Jul 1, 2023 - Real Estate

Built-to-rent housing is on the rise in Chicago

Illustration of a plywood house that is also an upward arrow.

Illustration: Maura Losch/Axios

Chicago is one of the top 19 metros in the U.S. adding the most new single-family homes for rent, data show.

Why it matters: Built-to-rent housing offers a new home with property management perks, and without the need for a down payment or long-term commitment, Axios' Felix Salmon reports.

What's happening: Those houses have found a growing niche among would-be buyers who can't afford — or find — a single-family home, and those opting not to buy for lifestyle reasons, Doug Ressler of real estate research firm Yardi Matrix tells Axios.

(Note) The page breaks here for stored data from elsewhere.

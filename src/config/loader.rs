//! Configuration loader

use config::{Config, Environment, File};
use std::path::Path;

use super::types::AppConfig;
use crate::error::Result;

pub const DEFAULT_CONFIG_PATH: &str = "config/default.toml";

/// Load and validate configuration
///
/// Priority (highest to lowest):
/// 1. Environment variables (`TRADERBOT__RISK__MAX_DRAWDOWN=0.1`)
/// 2. Configuration file (TOML format)
/// 3. Default values
pub fn load_config(config_path: Option<&str>) -> Result<AppConfig> {
    dotenvy::dotenv().ok();

    let mut builder = Config::builder();

    if let Some(path) = config_path {
        if Path::new(path).exists() {
            builder = builder.add_source(File::with_name(path).required(false));
        } else {
            tracing::warn!("Config file {} not found, using defaults", path);
        }
    }

    builder = builder.add_source(
        Environment::with_prefix("TRADERBOT")
            .prefix_separator("__")
            .separator("__")
            .try_parsing(true),
    );

    let config: AppConfig = builder.build()?.try_deserialize()?;
    config.validate()?;

    Ok(config)
}

#[cfg(test)]
mod tests {
    use super::*;
    use crate::models::TimeFrame;
    use rust_decimal_macros::dec;
    use std::io::Write;

    #[test]
    fn test_load_from_file() {
        let dir = std::env::temp_dir().join(format!("traderbot-config-{}", uuid::Uuid::new_v4()));
        std::fs::create_dir_all(&dir).unwrap();
        let path = dir.join("bot.toml");

        let mut file = std::fs::File::create(&path).unwrap();
        writeln!(
            file,
            r#"
[bot]
symbol = "ETHUSDT"
timeframe = "1h"

[risk]
max_martingale_steps = 3
take_profit = 0.05
"#
        )
        .unwrap();

        let config = load_config(path.to_str()).unwrap();
        assert_eq!(config.bot.symbol, "ETHUSDT");
        assert_eq!(config.bot.timeframe, TimeFrame::OneHour);
        assert_eq!(config.risk.max_martingale_steps, 3);
        assert_eq!(config.risk.take_profit, dec!(0.05));
        // untouched sections keep their defaults
        assert_eq!(config.risk.stop_loss, dec!(0.01));
        assert_eq!(config.trading.retry_delay_secs, 2);

        std::fs::remove_dir_all(&dir).ok();
    }

    #[test]
    fn test_missing_file_falls_back_to_defaults() {
        let config = load_config(Some("/nonexistent/traderbot.toml")).unwrap();
        assert_eq!(config.bot.symbol, "BTCUSDT");
    }

    #[test]
    fn test_invalid_file_is_rejected() {
        let dir = std::env::temp_dir().join(format!("traderbot-config-{}", uuid::Uuid::new_v4()));
        std::fs::create_dir_all(&dir).unwrap();
        let path = dir.join("bad.toml");
        std::fs::write(&path, "[risk]\nmartingale_multiplier = 0\n").unwrap();

        assert!(load_config(path.to_str()).is_err());

        std::fs::remove_dir_all(&dir).ok();
    }
}
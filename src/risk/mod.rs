// Risk management module
pub mod drawdown;
pub mod risk_gate;

pub use drawdown::DrawdownTracker;
pub use risk_gate::RiskGate;
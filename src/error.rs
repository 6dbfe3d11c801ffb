//! Error types for the trading engine

use thiserror::Error;

/// Result type alias using [`BotError`]
pub type Result<T> = std::result::Result<T, BotError>;

/// Main error type for engine operations
#[derive(Error, Debug)]
pub enum BotError {
    /// Exchange or network failure on a balance or market call
    #[error("Exchange error: {0}")]
    Exchange(String),

    /// Order rejected by the exchange or the executor
    #[error("Trade execution error: {0}")]
    Execution(String),

    /// External call exceeded its caller-supplied timeout
    #[error("Operation timed out: {0}")]
    Timeout(String),

    /// Invalid input such as a non-positive quantity or an unparseable symbol
    #[error("Validation error: {0}")]
    Validation(String),

    /// Invalid or missing configuration
    #[error("Configuration error: {0}")]
    Configuration(String),

    /// Exchange and ledger disagree after a confirmed trade
    #[error("State inconsistency: {0}")]
    Inconsistency(String),

    /// Position or candle store failure
    #[error("Storage error: {0}")]
    Storage(String),

    /// Analyzer failed to produce a signal
    #[error("Analyzer error: {0}")]
    Analyzer(String),

    /// Market data feed failure
    #[error("Market data feed error: {0}")]
    Feed(String),

    #[error("HTTP request error: {0}")]
    HttpRequest(#[from] reqwest::Error),

    #[error("JSON parsing error: {0}")]
    JsonParse(#[from] serde_json::Error),

    #[error("Database error: {0}")]
    Database(#[from] sqlx::Error),

    #[error("Redis error: {0}")]
    Redis(#[from] redis::RedisError),
}

impl BotError {
    /// Whether the failure is worth retrying
    pub fn is_transient(&self) -> bool {
        matches!(
            self,
            BotError::Exchange(_)
                | BotError::Timeout(_)
                | BotError::Feed(_)
                | BotError::HttpRequest(_)
        )
    }
}

impl From<config::ConfigError> for BotError {
    fn from(err: config::ConfigError) -> Self {
        BotError::Configuration(err.to_string())
    }
}

impl From<sqlx::migrate::MigrateError> for BotError {
    fn from(err: sqlx::migrate::MigrateError) -> Self {
        BotError::Storage(err.to_string())
    }
}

Driving the news: The Chicago metro's built-to-rent supply almost doubled in the last five years, surging by 76%, per a recent report from listing service RentCafe.

  • Also, the trend is expected to persist. Chicago made the top 30 for the number of such homes currently under construction, per the data.

Zoom in: Construction is extending north toward Milwaukee, where it's easy to build and attractive to remote and hybrid workers who don't want to live in a cramped high-rise, says Ressler, whose firm provides data for RentCafe.

  • The latest: A proposed rental home subdivision in Glenview is still in the early planning stages, says Kim Lyons, developer Core Spaces' communications director.
Single family built-to-rent units planned or under construction, per million residents
Data: National Rental Home Council, U.S. Census Bureau; Chart: Thomas Oide/Axios

By the numbers: In Illinois, there are 193 built-to-rent units planned or under construction per million residents, according to the National Rental Home Council.

  • Nationwide, the average is 345.

Between the lines: The Midwest leads the nation in construction on single-family homes, new building data from the U.S. government shows. Still, the Chicago metro's inventory of homes for sale slid 30% in May from a year earlier, per Illinois Realtors.

The bottom line: Building more single-family rentals isn't going to solve the housing crisis, but it could ease the supply crunch.